El Tribunal Supremo de los Estados Unidos ha decidido permitir la continuación de la construcción de un controvertido proyecto de salón de baile de $ 400 millones en la Casa Blanca mientras se procede a una apelación. El Tribunal de Apelaciones del Distrito de Columbia dictaminó a principios de este mes que el proyecto requiere la aprobación del Congreso y no puede proceder sin ella. La administración presentó su petición ante el Tribunal Supremo el viernes, pidiendo a los jueces que retrasen la ejecución de la decisión del tribunal de apelación hasta que el tribunal superior pueda oponerse. El presidente del Tribunal Supremo, John Roberts, dio a las partes opuestas hasta el martes para responder a la solicitud.
El fallo de la corte de apelaciones, emitido la semana pasada, detuvo la construcción de la sala de baile propuesta, citando la falta de autorización legislativa para el proyecto. El panel consistía en tres jueces, con una división de 2-1 en contra de continuar el trabajo. La mayoría argumentó que el presidente carece de poder unilateral para construir una sala de baile de 90,000 pies cuadrados en el área anteriormente ocupada por el ala este de la Casa Blanca, que fue demolida a fines de 2022.
John Sauer solicitó que el alto tribunal considerara la petición de suspensión antes de la fecha límite del 21 de agosto del tribunal de apelación para que el fallo entrara en vigor. En su presentación, Sauer describió la decisión del tribunal como una orden "extraordinaria e ilegal" que amenaza la finalización de un "espacio de salón de baile totalmente seguro" considerado esencial para la seguridad nacional. Enfatizó que el proyecto incluye no solo el salón de baile en sí, sino también la infraestructura militar y otros componentes críticos necesarios para las operaciones de la Casa Blanca.

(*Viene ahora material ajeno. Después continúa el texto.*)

//! In-memory backend used by tests and one-shot runs.
//!
//! All state lives behind a single async `RwLock`, so chunk replacement and
//! embedding batches are applied under one write guard and are atomic with
//! respect to readers. Nearest-neighbour search is brute-force L2.

use crate::error::StoreError;
use crate::models::{
    Chunk, Document, EmbeddingRecord, HeadingEntry, NeighborRow, NewDocument, PageText,
    QueryFilters, StoredChunk, EMBEDDING_DIMENSIONS,
};
use crate::traits::{ChunkStore, DocumentStore, StoreStats, VectorIndex};
use async_trait::async_trait;
use chrono::Utc;
use std::collections::{BTreeMap, HashMap};
use tokio::sync::RwLock;

#[derive(Default)]
struct MemoryState {
    next_document_id: i64,
    next_chunk_id: i64,
    documents: BTreeMap<i64, Document>,
    pages: BTreeMap<(i64, u32), String>,
    toc: HashMap<i64, Vec<HeadingEntry>>,
    chunks: BTreeMap<i64, Chunk>,
    embeddings: HashMap<i64, Vec<f32>>,
}

pub struct MemoryStore {
    dimensions: usize,
    state: RwLock<MemoryState>,
}

impl MemoryStore {
    pub fn new(dimensions: usize) -> Self {
        Self {
            dimensions,
            state: RwLock::new(MemoryState::default()),
        }
    }
}

impl Default for MemoryStore {
    fn default() -> Self {
        Self::new(EMBEDDING_DIMENSIONS)
    }
}

pub(crate) fn l2_distance(left: &[f32], right: &[f32]) -> f64 {
    left.iter()
        .zip(right.iter())
        .map(|(a, b)| {
            let delta = f64::from(*a) - f64::from(*b);
            delta * delta
        })
        .sum::<f64>()
        .sqrt()
}

fn matches_filters(chunk: &Chunk, filters: &QueryFilters) -> bool {
    if filters
        .document_id
        .is_some_and(|document_id| document_id != chunk.document_id)
    {
        return false;
    }
    if chunk.content.chars().count() < filters.min_chars {
        return false;
    }
    !filters
        .exclude_section_exact
        .iter()
        .any(|excluded| *excluded == chunk.section_path)
}

fn missing_document(document_id: i64) -> StoreError {
    StoreError::NotFound(format!("document {document_id}"))
}

#[async_trait]
impl DocumentStore for MemoryStore {
    async fn register_document(&self, document: &NewDocument) -> Result<Document, StoreError> {
        let mut state = self.state.write().await;
        state.next_document_id += 1;
        let stored = Document {
            id: state.next_document_id,
            title: document.title.clone(),
            source_url: document.source_url.clone(),
            local_path: document.local_path.clone(),
            page_count: None,
            registered_at: Utc::now(),
        };
        state.documents.insert(stored.id, stored.clone());
        Ok(stored)
    }

    async fn get_document(&self, document_id: i64) -> Result<Option<Document>, StoreError> {
        Ok(self.state.read().await.documents.get(&document_id).cloned())
    }

    async fn list_documents(&self) -> Result<Vec<Document>, StoreError> {
        Ok(self.state.read().await.documents.values().cloned().collect())
    }

    async fn set_local_path(&self, document_id: i64, local_path: &str) -> Result<Document, StoreError> {
        let mut state = self.state.write().await;
        let document = state
            .documents
            .get_mut(&document_id)
            .ok_or_else(|| missing_document(document_id))?;
        document.local_path = Some(local_path.to_string());
        Ok(document.clone())
    }

    async fn set_page_count(&self, document_id: i64, page_count: u32) -> Result<(), StoreError> {
        let mut state = self.state.write().await;
        let document = state
            .documents
            .get_mut(&document_id)
            .ok_or_else(|| missing_document(document_id))?;
        document.page_count = Some(page_count);
        Ok(())
    }

    async fn upsert_pages(&self, pages: &[PageText]) -> Result<(), StoreError> {
        let mut state = self.state.write().await;
        for page in pages {
            state
                .pages
                .insert((page.document_id, page.page_number), page.content.clone());
        }
        Ok(())
    }

    async fn page_texts(&self, document_id: i64) -> Result<BTreeMap<u32, String>, StoreError> {
        let state = self.state.read().await;
        Ok(state
            .pages
            .range((document_id, 0)..=(document_id, u32::MAX))
            .map(|((_, page_number), content)| (*page_number, content.clone()))
            .collect())
    }

    async fn replace_toc(&self, document_id: i64, entries: &[HeadingEntry]) -> Result<(), StoreError> {
        let mut state = self.state.write().await;
        if !state.documents.contains_key(&document_id) {
            return Err(missing_document(document_id));
        }
        state.toc.insert(document_id, entries.to_vec());
        Ok(())
    }

    async fn toc_entries(&self, document_id: i64) -> Result<Vec<HeadingEntry>, StoreError> {
        let state = self.state.read().await;
        let mut entries = state.toc.get(&document_id).cloned().unwrap_or_default();
        entries.sort_by_key(|entry| entry.order_index);
        Ok(entries)
    }
}

#[async_trait]
impl ChunkStore for MemoryStore {
    async fn replace_chunks(&self, document_id: i64, chunks: &[Chunk]) -> Result<usize, StoreError> {
        if let Some(foreign) = chunks.iter().find(|chunk| chunk.document_id != document_id) {
            return Err(StoreError::Invalid(format!(
                "chunk for document {} in replacement of document {document_id}",
                foreign.document_id
            )));
        }

        let mut state = self.state.write().await;
        if !state.documents.contains_key(&document_id) {
            return Err(missing_document(document_id));
        }

        let stale: Vec<i64> = state
            .chunks
            .iter()
            .filter(|(_, chunk)| chunk.document_id == document_id)
            .map(|(id, _)| *id)
            .collect();
        for id in stale {
            state.chunks.remove(&id);
            state.embeddings.remove(&id);
        }

        for chunk in chunks {
            state.next_chunk_id += 1;
            let id = state.next_chunk_id;
            state.chunks.insert(id, chunk.clone());
        }

        Ok(chunks.len())
    }

    async fn chunks_for_document(&self, document_id: i64) -> Result<Vec<StoredChunk>, StoreError> {
        let state = self.state.read().await;
        Ok(state
            .chunks
            .iter()
            .filter(|(_, chunk)| chunk.document_id == document_id)
            .map(|(id, chunk)| StoredChunk {
                id: *id,
                chunk: chunk.clone(),
            })
            .collect())
    }

    async fn get_chunk(&self, chunk_id: i64) -> Result<Option<StoredChunk>, StoreError> {
        let state = self.state.read().await;
        Ok(state.chunks.get(&chunk_id).map(|chunk| StoredChunk {
            id: chunk_id,
            chunk: chunk.clone(),
        }))
    }
}

#[async_trait]
impl VectorIndex for MemoryStore {
    fn dimensions(&self) -> usize {
        self.dimensions
    }

    async fn upsert_embeddings(
        &self,
        records: &[EmbeddingRecord],
        _model: &str,
    ) -> Result<(), StoreError> {
        if let Some(record) = records
            .iter()
            .find(|record| record.vector.len() != self.dimensions)
        {
            return Err(StoreError::DimensionMismatch {
                expected: self.dimensions,
                actual: record.vector.len(),
            });
        }

        let mut state = self.state.write().await;
        if let Some(record) = records
            .iter()
            .find(|record| !state.chunks.contains_key(&record.chunk_id))
        {
            return Err(StoreError::NotFound(format!("chunk {}", record.chunk_id)));
        }

        for record in records {
            state.embeddings.insert(record.chunk_id, record.vector.clone());
        }
        Ok(())
    }

    async fn nearest_chunks(
        &self,
        query_vector: &[f32],
        filters: &QueryFilters,
        limit: Option<usize>,
    ) -> Result<Vec<NeighborRow>, StoreError> {
        if query_vector.len() != self.dimensions {
            return Err(StoreError::DimensionMismatch {
                expected: self.dimensions,
                actual: query_vector.len(),
            });
        }

        let state = self.state.read().await;
        let mut rows = state
            .embeddings
            .iter()
            .filter_map(|(chunk_id, vector)| {
                let chunk = state.chunks.get(chunk_id)?;
                if !matches_filters(chunk, filters) {
                    return None;
                }
                let document = state.documents.get(&chunk.document_id);
                Some(NeighborRow {
                    chunk_id: *chunk_id,
                    document_id: chunk.document_id,
                    document_title: document.map(|doc| doc.title.clone()),
                    source_url: document.map(|doc| doc.source_url.clone()),
                    section_path: Some(chunk.section_path.clone()),
                    level: chunk.level,
                    chunk_index: chunk.chunk_index,
                    start_page: chunk.start_page,
                    end_page: chunk.end_page,
                    content: chunk.content.clone(),
                    distance: l2_distance(vector, query_vector),
                })
            })
            .collect::<Vec<_>>();

        rows.sort_by(|left, right| {
            left.distance
                .total_cmp(&right.distance)
                .then(left.chunk_id.cmp(&right.chunk_id))
        });
        if let Some(limit) = limit {
            rows.truncate(limit);
        }

        Ok(rows)
    }

    async fn stats(&self) -> Result<StoreStats, StoreError> {
        let state = self.state.read().await;
        Ok(StoreStats {
            documents: state.documents.len() as u64,
            chunks: state.chunks.len() as u64,
            embeddings: state.embeddings.len() as u64,
        })
    }
}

Sin embargo, el juez permitió la continuación de los trabajos subterráneos, incluida la construcción de búnkeres, instalaciones militares e instalaciones médicas. Esta distinción ha sido fundamental para la batalla legal en curso. El panel del Circuito C confirmó la decisión del tribunal de distrito, alineándose con los grupos de preservación histórica que se opusieron al proyecto. La mayoría declaró que la construcción de un gran salón de baile es una decisión reservada para el Congreso, no para la rama ejecutiva. Ambos jueces en la mayoría fueron nombrados por presidentes demócratas. La jueza Neomi Rao, nombrada por Trump, discrepó, argumentando que el grupo conservacionista carecía de la posición legal para desafiar el proyecto.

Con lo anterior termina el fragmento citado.